The Tesla check valve is invented by Nigla Tesla in 1920, the valve body does not contain movable components, and the unidirectional flow of fluid in the valve can be realized only by means of geometric shapes, and the principle can be expressed as follows: the two sides of a straight pipe are provided with a plurality of annular shunt pipelines with certain fixed bending angles along the same direction of the straight pipe, fluid flows to the tail end of the straight pipe after flowing through the annular shunt pipelines, when the fluid flows to the opposite direction of the annular shunt pipelines, the fluid flows in the Tesla valve without any blocking influence, when the fluid flows to the same direction of the annular shunt pipelines, the fluid flowing out of the annular shunt pipelines can apply fluid opposite impact to the fluid flowing through the straight pipe when flowing through one annular shunt pipeline, namely, two fluid with inconsistent flow directions collide to cause energy attenuation, because the fluid flow velocity in the straight pipe is high, the flow rate is higher than that of the fluid in the shunt annular pipeline, the fluid in the straight pipe still flows along the original direction after reducing part of speed, and the fluid in the Tesla straight pipe gradually tends to be static along with the uninterrupted fluid opposite impact action applied to the straight pipe by the annular shunt pipelines, namely, the fluid cannot flow out of the tail end of the straight pipe, and the unidirectional conduction effect is achieved. Tesla valves are now widely used in injection devices for large-displacement aircraft.

Disclosure of Invention

The invention aims to provide an underwater movement device based on a deformation Tesla valve, which can avoid cavitation effect generated by contact of a propeller and an underwater environment and reduce noise pollution.
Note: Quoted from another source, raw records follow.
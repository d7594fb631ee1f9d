use anyhow::Result;
use serde::Deserialize;
use anyhow::anyhow;

#[derive(Debug, Clone, Deserialize, Default)]
pub struct AppConfig {
    #[serde(default)]
    pub server: ServerConfig,
    #[serde(default)]
    pub database: DatabaseConfig,
    #[serde(default)]
    pub storage: StorageConfig,
}

#[derive(Debug, Clone, Deserialize)]
pub struct ServerConfig {
    pub host: String,
    pub port: u16,
    #[serde(default)]
    pub worker_threads: Option<usize>,
}

impl Default for ServerConfig {
    fn default() -> Self {
        Self { host: "127.0.0.1".into(), port: 8080, worker_threads: Some(4) }
    }
}

#[derive(Debug, Clone, Deserialize)]
pub struct DatabaseConfig {
    #[serde(default)]
    pub url: String,
    #[serde(default = "default_max_connections")]
    pub max_connections: u32,
    #[serde(default = "default_min_connections")]
    pub min_connections: u32,
    #[serde(default = "default_connect_timeout")]
    pub connect_timeout_secs: u64,
    #[serde(default = "default_idle_timeout")]
    pub idle_timeout_secs: u64,
    #[serde(default = "default_max_lifetime")]
    pub max_lifetime_secs: u64,
    #[serde(default = "default_acquire_timeout")]
    pub acquire_timeout_secs: u64,
    #[serde(default)]
    pub sqlx_logging: bool,
}

fn default_max_connections() -> u32 { 10 }
fn default_min_connections() -> u32 { 2 }
fn default_connect_timeout() -> u64 { 30 }
fn default_idle_timeout() -> u64 { 600 }
fn default_max_lifetime() -> u64 { 3600 }
fn default_acquire_timeout() -> u64 { 30 }

impl Default for DatabaseConfig {
    fn default() -> Self {
        Self {
            url: String::new(),
            max_connections: default_max_connections(),
            min_connections: default_min_connections(),
            connect_timeout_secs: default_connect_timeout(),
            idle_timeout_secs: default_idle_timeout(),
            max_lifetime_secs: default_max_lifetime(),
            acquire_timeout_secs: default_acquire_timeout(),
            sqlx_logging: false,
        }
    }
}

/// Cloud bucket settings used by the image endpoints.
///
/// `public_url_template` accepts `{bucket}` and `{name}` placeholders; the
/// name is form-urlencoded before substitution.
#[derive(Debug, Clone, Deserialize)]
pub struct StorageConfig {
    #[serde(default = "default_bucket")]
    pub bucket: String,
    #[serde(default = "default_credentials_path")]
    pub credentials_path: String,
    #[serde(default = "default_api_base")]
    pub api_base: String,
    #[serde(default = "default_public_url_template")]
    pub public_url_template: String,
    #[serde(default = "default_delete_prefix")]
    pub delete_prefix: String,
    #[serde(default = "default_staging_dir")]
    pub staging_dir: String,
    #[serde(default = "default_content_type")]
    pub content_type: String,
}

impl Default for StorageConfig {
    fn default() -> Self {
        Self {
            bucket: default_bucket(),
            credentials_path: default_credentials_path(),
            api_base: default_api_base(),
            public_url_template: default_public_url_template(),
            delete_prefix: default_delete_prefix(),
            staging_dir: default_staging_dir(),
            content_type: default_content_type(),
        }
    }
}

fn default_bucket() -> String { "importadorakaleth.appspot.com".into() }
fn default_credentials_path() -> String { "izenshy-projects-firebase.json".into() }
fn default_api_base() -> String { "https://storage.googleapis.com".into() }
fn default_public_url_template() -> String {
    "https://firebasestorage.googleapis.com/v0/b/{bucket}/o/{name}?alt=media".into()
}
fn default_delete_prefix() -> String { "api-dragonball/".into() }
fn default_staging_dir() -> String {
    std::env::temp_dir().join("dragonball-uploads").to_string_lossy().into_owned()
}
fn default_content_type() -> String { "media".into() }

pub fn load_default() -> Result<AppConfig> {
    let path = std::env::var("CONFIG_PATH").unwrap_or_else(|_| "config.toml".to_string());
    load_from_file(&path)
}

pub fn load_from_file(path: &str) -> Result<AppConfig> {
    let content = std::fs::read_to_string(path)?;
    let cfg: AppConfig = toml::from_str(&content)?;
    Ok(cfg)
}

impl AppConfig {
    pub fn load_and_validate() -> Result<Self> {
        let mut cfg = load_default()?;
        cfg.normalize_and_validate()?;
        Ok(cfg)
    }

    /// Build a configuration purely from environment variables, used when no
    /// `config.toml` is present.
    pub fn from_env() -> Result<Self> {
        let mut cfg = AppConfig::default();
        if let Ok(host) = std::env::var("SERVER_HOST") {
            cfg.server.host = host;
        }
        if let Some(port) = std::env::var("SERVER_PORT").ok().and_then(|p| p.parse::<u16>().ok()) {
            cfg.server.port = port;
        }
        cfg.server.worker_threads = std::env::var("TOKIO_WORKER_THREADS")
            .ok()
            .and_then(|v| v.parse::<usize>().ok());
        cfg.normalize_and_validate()?;
        Ok(cfg)
    }

    pub fn normalize_and_validate(&mut self) -> Result<()> {
        // 归一化 server
        self.server.normalize()?;
        // 归一化 database（支持从环境变量填充 URL）
        self.database.normalize_from_env();
        self.database.validate()?;
        // 归一化 storage（凭证路径、bucket 可由环境变量覆盖）
        self.storage.normalize_from_env();
        self.storage.validate()?;
        Ok(())
    }
}

impl ServerConfig {
    fn normalize(&mut self) -> Result<()> {
        if self.host.trim().is_empty() {
            self.host = "127.0.0.1".to_string();
        }
        if self.port == 0 {
            return Err(anyhow!("server.port must be within 1..=65535"));
        }
        if let Some(w) = self.worker_threads {
            if w == 0 { self.worker_threads = Some(4); }
        } else {
            self.worker_threads = Some(4);
        }
        Ok(())
    }
}

impl DatabaseConfig {
    pub fn normalize_from_env(&mut self) {
        // 若 TOML 中未提供 URL，则尝试从环境变量填充
        if self.url.trim().is_empty() {
            if let Ok(url) = std::env::var("DATABASE_URL") {
                self.url = url;
            }
        }
    }

    pub fn validate(&self) -> Result<()> {
        if self.url.trim().is_empty() {
            return Err(anyhow!("database.url is empty; set it in config.toml or DATABASE_URL"));
        }
        let lower = self.url.to_lowercase();
        if !(lower.starts_with("postgresql://") || lower.starts_with("postgres://")) {
            return Err(anyhow!("database.url must start with postgresql:// or postgres://"));
        }
        if self.min_connections == 0 {
            return Err(anyhow!("database.min_connections must be >= 1"));
        }
        if self.max_connections < self.min_connections {
            return Err(anyhow!("database.max_connections must be >= min_connections"));
        }
        if self.connect_timeout_secs == 0 || self.acquire_timeout_secs == 0 {
            return Err(anyhow!("database timeouts must be positive seconds"));
        }
        Ok(())
    }
}

impl StorageConfig {
    pub fn normalize_from_env(&mut self) {
        if let Ok(bucket) = std::env::var("STORAGE_BUCKET") {
            if !bucket.trim().is_empty() { self.bucket = bucket; }
        }
        if let Ok(path) = std::env::var("GOOGLE_APPLICATION_CREDENTIALS") {
            if !path.trim().is_empty() { self.credentials_path = path; }
        }
        if let Ok(dir) = std::env::var("STORAGE_STAGING_DIR") {
            if !dir.trim().is_empty() { self.staging_dir = dir; }
        }
        self.api_base = self.api_base.trim_end_matches('/').to_string();
    }

    pub fn validate(&self) -> Result<()> {
        if self.bucket.trim().is_empty() {
            return Err(anyhow!("storage.bucket is empty"));
        }
        if self.credentials_path.trim().is_empty() {
            return Err(anyhow!("storage.credentials_path is empty; set it or GOOGLE_APPLICATION_CREDENTIALS"));
        }
        if !self.public_url_template.contains("{name}") {
            return Err(anyhow!("storage.public_url_template must contain a {{name}} placeholder"));
        }
        if !(self.api_base.starts_with("http://") || self.api_base.starts_with("https://")) {
            return Err(anyhow!("storage.api_base must start with http(s)"));
        }
        if self.staging_dir.trim().is_empty() {
            return Err(anyhow!("storage.staging_dir is empty"));
        }
        Ok(())
    }
}

#[cfg(test)]
mod tests {
    use super::*;
    use std::io::Write;

    #[test]
    fn parses_full_file_with_defaults() {
        let mut f = tempfile::NamedTempFile::new().unwrap();
        writeln!(
            f,
            r#"
[server]
host = "0.0.0.0"
port = 9000

[database]
url = "postgres://u:p@localhost:5432/dragonball"

[storage]
bucket = "my-bucket"
credentials_path = "/etc/creds.json"
"#
        )
        .unwrap();
        let mut cfg = load_from_file(f.path().to_str().unwrap()).unwrap();
        cfg.normalize_and_validate().unwrap();
        assert_eq!(cfg.server.port, 9000);
        assert_eq!(cfg.server.worker_threads, Some(4));
        assert_eq!(cfg.database.max_connections, 10);
        assert_eq!(cfg.storage.delete_prefix, "api-dragonball/");
        assert_eq!(cfg.storage.content_type, "media");
    }

    #[test]
    fn rejects_non_postgres_url() {
        let db = DatabaseConfig {
            url: "mysql://localhost/x".into(),
            min_connections: 1,
            max_connections: 2,
            connect_timeout_secs: 1,
            acquire_timeout_secs: 1,
            ..Default::default()
        };
        assert!(db.validate().is_err());
    }

    #[test]
    fn storage_template_needs_name_placeholder() {
        let s = StorageConfig { public_url_template: "https://example.com/{bucket}".into(), ..Default::default() };
        assert!(s.validate().is_err());
        assert!(StorageConfig::default().validate().is_ok());
    }

    #[test]
    fn zero_worker_threads_normalized() {
        let mut s = ServerConfig { host: " ".into(), port: 8080, worker_threads: Some(0) };
        s.normalize().unwrap();
        assert_eq!(s.host, "127.0.0.1");
        assert_eq!(s.worker_threads, Some(4));
    }
}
In order to achieve the above object, the present invention provides the following solutions:

the invention provides an underwater motion device based on a deformation Tesla valve, which comprises: a slip control system, a power supply system and a bottom platform;

the sliding control system comprises a transmission unit and a control hose deformation unit, and the control hose deformation unit is positioned on the lower surface of the bottom platform; the control hose deformation unit comprises a deformation hose and a control deformation block, and the control deformation block comprises a plurality of upright posts; the deformation hose is connected with the control deformation block through the upright post, and the control deformation block is connected with the transmission unit;

the power supply system comprises a brushless motor water pump; the brushless motor water pump is fixed on the upper surface of the bottom platform and is communicated with the deformation hose through a through hole on the bottom platform.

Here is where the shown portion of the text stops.